Online tracking: A 1-million-site measurement and analysis

  • Coauthor here. I lead the research team at Princeton working to uncover online tracking. Happy to answer questions.

    The tool we built to do this research is open-source https://github.com/citp/OpenWPM/ We'd love to work with outside developers to improve it and do new things with it. We've also released the raw data from our study.

  • As soon as I saw these APIs being added I immediately dropped into about:config and disabled them. How the hell do these people think this is a good idea to do without asking any permissions?
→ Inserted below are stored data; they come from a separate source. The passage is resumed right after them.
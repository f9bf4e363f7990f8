//! Typed per-connection property bag.

use std::any::Any;
use std::collections::HashMap;
use std::fmt;

/// String-keyed values of arbitrary `Send` types.
///
/// Handlers use it to keep protocol state (parsers, session ids, counters)
/// on the connection between requests.
#[derive(Default)]
pub struct Properties {
    values: HashMap<String, Box<dyn Any + Send>>,
}

impl Properties {
    /// Creates an empty bag.
    #[must_use]
    pub fn new() -> Self {
        Self::default()
    }

    /// Returns the value under `name` if it exists and has type `T`.
    #[must_use]
    pub fn get<T: Any>(&self, name: &str) -> Option<&T> {
        self.values.get(name).and_then(|v| v.downcast_ref::<T>())
    }

    /// Mutable variant of [`get`](Self::get).
    pub fn get_mut<T: Any>(&mut self, name: &str) -> Option<&mut T> {
        self.values.get_mut(name).and_then(|v| v.downcast_mut::<T>())
    }

    /// Stores `value` under `name`. Returns `true` if a value was replaced.
    pub fn set<T: Any + Send>(&mut self, name: impl Into<String>, value: T) -> bool {
        self.values.insert(name.into(), Box::new(value)).is_some()
    }

    /// Removes the value under `name`. Returns `true` if one existed.
    pub fn unset(&mut self, name: &str) -> bool {
        self.values.remove(name).is_some()
    }

    /// Returns `true` if any value is stored under `name`.
    #[must_use]
    pub fn contains(&self, name: &str) -> bool {
        self.values.contains_key(name)
    }

    /// Number of stored values.
    #[must_use]
    pub fn len(&self) -> usize {
        self.values.len()
    }

    /// Returns `true` if the bag is empty.
    #[must_use]
    pub fn is_empty(&self) -> bool {
        self.values.is_empty()
    }

    /// Drops every value.
    pub fn clear(&mut self) {
        self.values.clear();
    }
}

impl fmt::Debug for Properties {
    fn fmt(&self, f: &mut fmt::Formatter<'_>) -> fmt::Result {
        let mut names: Vec<&String> = self.values.keys().collect();
        names.sort();
        f.debug_set().entries(names).finish()
    }
}
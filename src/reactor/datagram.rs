//! Task for connectionless services.
//!
//! Datagrams need no poller and no deadlines: each one is a complete request.
//! The reactor queues what the pool delivers and handles the whole batch on
//! the next tick, waiting on a [`WakeSignal`] while the queue is empty.

use super::ReactorState;
use crate::connection::{Datagram, WorkKey};
use crate::error::{Error, Result};
use crate::handler::{contained, DatagramHandler};
use crate::pool::{PoolTask, PoolWork, Wake, WakeHandle, WakeSignal};
use crate::tracing_compat::{debug, info, warn};
use std::collections::VecDeque;
use std::fmt;
use std::sync::Arc;
use std::time::Duration;

impl PoolWork for Datagram {
    type Key = WorkKey;

    fn key(&self) -> WorkKey {
        Datagram::key(self)
    }
}

/// Pool task handling datagrams one at a time.
pub struct DatagramReactor<H: DatagramHandler> {
    id: usize,
    handler: Arc<H>,
    poll_timeout: Duration,
    state: ReactorState,
    queue: VecDeque<Datagram>,
    signal: Arc<WakeSignal>,
    waker: WakeHandle,
}

impl<H: DatagramHandler> DatagramReactor<H> {
    /// Creates an idle reactor. `poll_timeout` bounds each idle wait.
    #[must_use]
    pub fn new(id: usize, handler: Arc<H>, poll_timeout: Duration) -> Self {
        Self {
            id,
            handler,
            poll_timeout,
            state: ReactorState::Idle,
            queue: VecDeque::new(),
            signal: Arc::new(WakeSignal::new()),
            waker: WakeHandle::new(),
        }
    }

    /// Current lifecycle state.
    #[must_use]
    pub const fn state(&self) -> ReactorState {
        self.state
    }

    /// Datagrams waiting for the next tick.
    #[must_use]
    pub fn queued(&self) -> usize {
        self.queue.len()
    }

    fn handle(&self, datagram: &Datagram) {
        let handler = &*self.handler;
        contained("handle_opened", || handler.handle_opened(datagram));
        match contained("handle_request", || handler.handle_request(datagram)) {
            Some(Err(err)) => {
                warn!(reactor = self.id, key = %datagram.key(), error = %err, "datagram request failed");
            }
            Some(Ok(())) | None => {}
        }
        contained("handle_closed", || handler.handle_closed(datagram));
    }
}

impl<H: DatagramHandler> PoolTask for DatagramReactor<H> {
    type Work = Datagram;

    fn start(&mut self) -> Result<()> {
        if self.state != ReactorState::Idle {
            return Err(Error::invalid_transition(self.state, ReactorState::Started));
        }
        self.waker
            .publish(Arc::clone(&self.signal) as Arc<dyn Wake>);
        self.state = ReactorState::Started;
        info!(reactor = self.id, "datagram reactor started");
        Ok(())
    }

    fn stop(&mut self) {
        if self.state == ReactorState::Stopped {
            return;
        }
        let dropped = self.queue.len();
        self.queue.clear();
        self.waker.retract();
        self.state = ReactorState::Stopped;
        info!(reactor = self.id, dropped, "datagram reactor stopped");
    }

    fn process(&mut self, removed: &mut Vec<WorkKey>) {
        if !matches!(self.state, ReactorState::Started | ReactorState::Running) {
            return;
        }
        self.state = ReactorState::Running;
        if self.queue.is_empty() {
            self.signal.wait(self.poll_timeout);
        }
        while let Some(datagram) = self.queue.pop_front() {
            self.handle(&datagram);
            removed.push(datagram.key());
        }
    }

    fn waker(&self) -> WakeHandle {
        self.waker.clone()
    }

    fn work_added(&mut self, datagram: Datagram) {
        debug!(reactor = self.id, key = %datagram.key(), bytes = datagram.payload().len(), "datagram queued");
        self.queue.push_back(datagram);
    }

    fn work_removed(&mut self, key: &WorkKey) {
        self.queue.retain(|datagram| datagram.key() != *key);
    }
}

impl<H: DatagramHandler> fmt::Debug for DatagramReactor<H> {
    fn fmt(&self, f: &mut fmt::Formatter<'_>) -> fmt::Result {
        f.debug_struct("DatagramReactor")
            .field("id", &self.id)
            .field("state", &self.state)
            .field("queued", &self.queue.len())
            .finish_non_exhaustive()
    }
}

#[cfg(test)]
mod tests {
    use super::*;
    use crate::error::ErrorKind;
    use crate::test_utils::init_test_logging;
    use parking_lot::Mutex;
    use std::net::UdpSocket;
    use std::time::Instant;

    #[derive(Default)]
    struct Upper {
        calls: Mutex<Vec<&'static str>>,
    }

    impl DatagramHandler for Upper {
        fn handle_opened(&self, _datagram: &Datagram) {
            self.calls.lock().push("opened");
        }

        fn handle_closed(&self, _datagram: &Datagram) {
            self.calls.lock().push("closed");
        }

        fn handle_request(&self, datagram: &Datagram) -> Result<()> {
            self.calls.lock().push("request");
            if datagram.payload() == b"fail" {
                return Err(Error::new(ErrorKind::InvalidData));
            }
            datagram.send(&datagram.payload().to_ascii_uppercase())
        }
    }

    fn datagram(socket: &Arc<UdpSocket>, peer: &UdpSocket, payload: &[u8]) -> Datagram {
        Datagram::new(
            payload.to_vec(),
            Arc::clone(socket),
            peer.local_addr().expect("peer addr"),
        )
        .expect("datagram")
    }

    #[test]
    fn handles_each_datagram_once_in_order() {
        init_test_logging();
        crate::test_phase!("handles_each_datagram_once_in_order");
        let handler = Arc::new(Upper::default());
        let mut reactor = DatagramReactor::new(0, Arc::clone(&handler), Duration::from_millis(10));
        reactor.start().expect("start");

        let server = Arc::new(UdpSocket::bind("127.0.0.1:0").expect("server"));
        let client = UdpSocket::bind("127.0.0.1:0").expect("client");
        client
            .set_read_timeout(Some(Duration::from_secs(2)))
            .expect("timeout");

        let first = datagram(&server, &client, b"fail");
        let second = datagram(&server, &client, b"abc");
        let keys = vec![first.key(), second.key()];
        reactor.work_added(first);
        reactor.work_added(second);

        let mut removed = Vec::new();
        reactor.process(&mut removed);
        assert_eq!(removed, keys, "every datagram is released after handling");
        assert_eq!(reactor.queued(), 0);
        assert_eq!(
            *handler.calls.lock(),
            vec!["opened", "request", "closed", "opened", "request", "closed"]
        );

        let mut buf = [0u8; 8];
        let n = client.recv(&mut buf).expect("reply");
        assert_eq!(&buf[..n], b"ABC");
        reactor.stop();
        crate::test_complete!("handles_each_datagram_once_in_order");
    }

    #[test]
    fn idle_tick_is_bounded_and_wakeable() {
        init_test_logging();
        let handler = Arc::new(Upper::default());
        let mut reactor = DatagramReactor::new(0, handler, Duration::from_secs(10));
        reactor.start().expect("start");
        let waker = reactor.waker();
        let thread = std::thread::spawn(move || {
            std::thread::sleep(Duration::from_millis(20));
            waker.wake()
        });
        let started = Instant::now();
        let mut removed = Vec::new();
        reactor.process(&mut removed);
        assert!(thread.join().expect("join"));
        assert!(started.elapsed() < Duration::from_secs(5));
        assert!(removed.is_empty());
        reactor.stop();
        assert!(!reactor.waker().is_armed());
    }

    #[test]
    fn removal_drops_queued_datagram() {
        init_test_logging();
        let handler = Arc::new(Upper::default());
        let mut reactor = DatagramReactor::new(0, Arc::clone(&handler), Duration::from_millis(1));
        reactor.start().expect("start");
        let server = Arc::new(UdpSocket::bind("127.0.0.1:0").expect("server"));
        let client = UdpSocket::bind("127.0.0.1:0").expect("client");
        let item = datagram(&server, &client, b"x");
        let key = item.key();
        reactor.work_added(item);
        reactor.work_removed(&key);
        reactor.work_removed(&key);
        assert_eq!(reactor.queued(), 0);
        let mut removed = Vec::new();
        reactor.process(&mut removed);
        assert!(handler.calls.lock().is_empty());
    }
}
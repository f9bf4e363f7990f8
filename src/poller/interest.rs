//! Interest flags for I/O readiness.

use std::ops::BitOr;

/// Interest flags indicating what I/O events to monitor.
#[derive(Debug, Clone, Copy, PartialEq, Eq, Hash)]
pub struct Interest(u8);

impl Interest {
    /// No interest; the registration is kept but never fires.
    pub const NONE: Interest = Interest(0);
    /// Interest in readable events.
    pub const READABLE: Interest = Interest(0b01);
    /// Interest in writable events.
    pub const WRITABLE: Interest = Interest(0b10);

    /// Returns interest in both readable and writable events.
    #[must_use]
    pub const fn both() -> Self {
        Interest(0b11)
    }

    /// Returns true if readable interest is set.
    #[must_use]
    pub const fn is_readable(&self) -> bool {
        self.0 & Self::READABLE.0 != 0
    }

    /// Returns true if writable interest is set.
    #[must_use]
    pub const fn is_writable(&self) -> bool {
        self.0 & Self::WRITABLE.0 != 0
    }

    /// Returns true if no flag is set.
    #[must_use]
    pub const fn is_empty(&self) -> bool {
        self.0 == 0
    }

    /// Combines interests.
    #[must_use]
    pub const fn add(self, other: Interest) -> Self {
        Interest(self.0 | other.0)
    }

    /// Removes interest.
    #[must_use]
    pub const fn remove(self, other: Interest) -> Self {
        Interest(self.0 & !other.0)
    }
}

impl BitOr for Interest {
    type Output = Self;

    fn bitor(self, rhs: Self) -> Self {
        self.add(rhs)
    }
}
    Put these in your user prefs.js file on Firefox:

    user_pref("dom.battery.enabled", false);

    user_pref("device.sensors.enabled", false);

    user_pref("dom.vibrator.enabled", false);

    user_pref("dom.enable_performance", false);

    user_pref("dom.network.enabled", false);

    user_pref("toolkit.metrics.ping.enabled", false);

    user_pref("dom.gamepad.enabled", false);

    Here's my full firefox config currently:

    https://up1.ca/#nUSA1WtY13ECfmYC5c825w

    Privacy on the web keeps getting harder and harder. Of course this should only be used in conjunction with maxed out ad blockers, anti-anti-adblockers, privacy badger and disconnect.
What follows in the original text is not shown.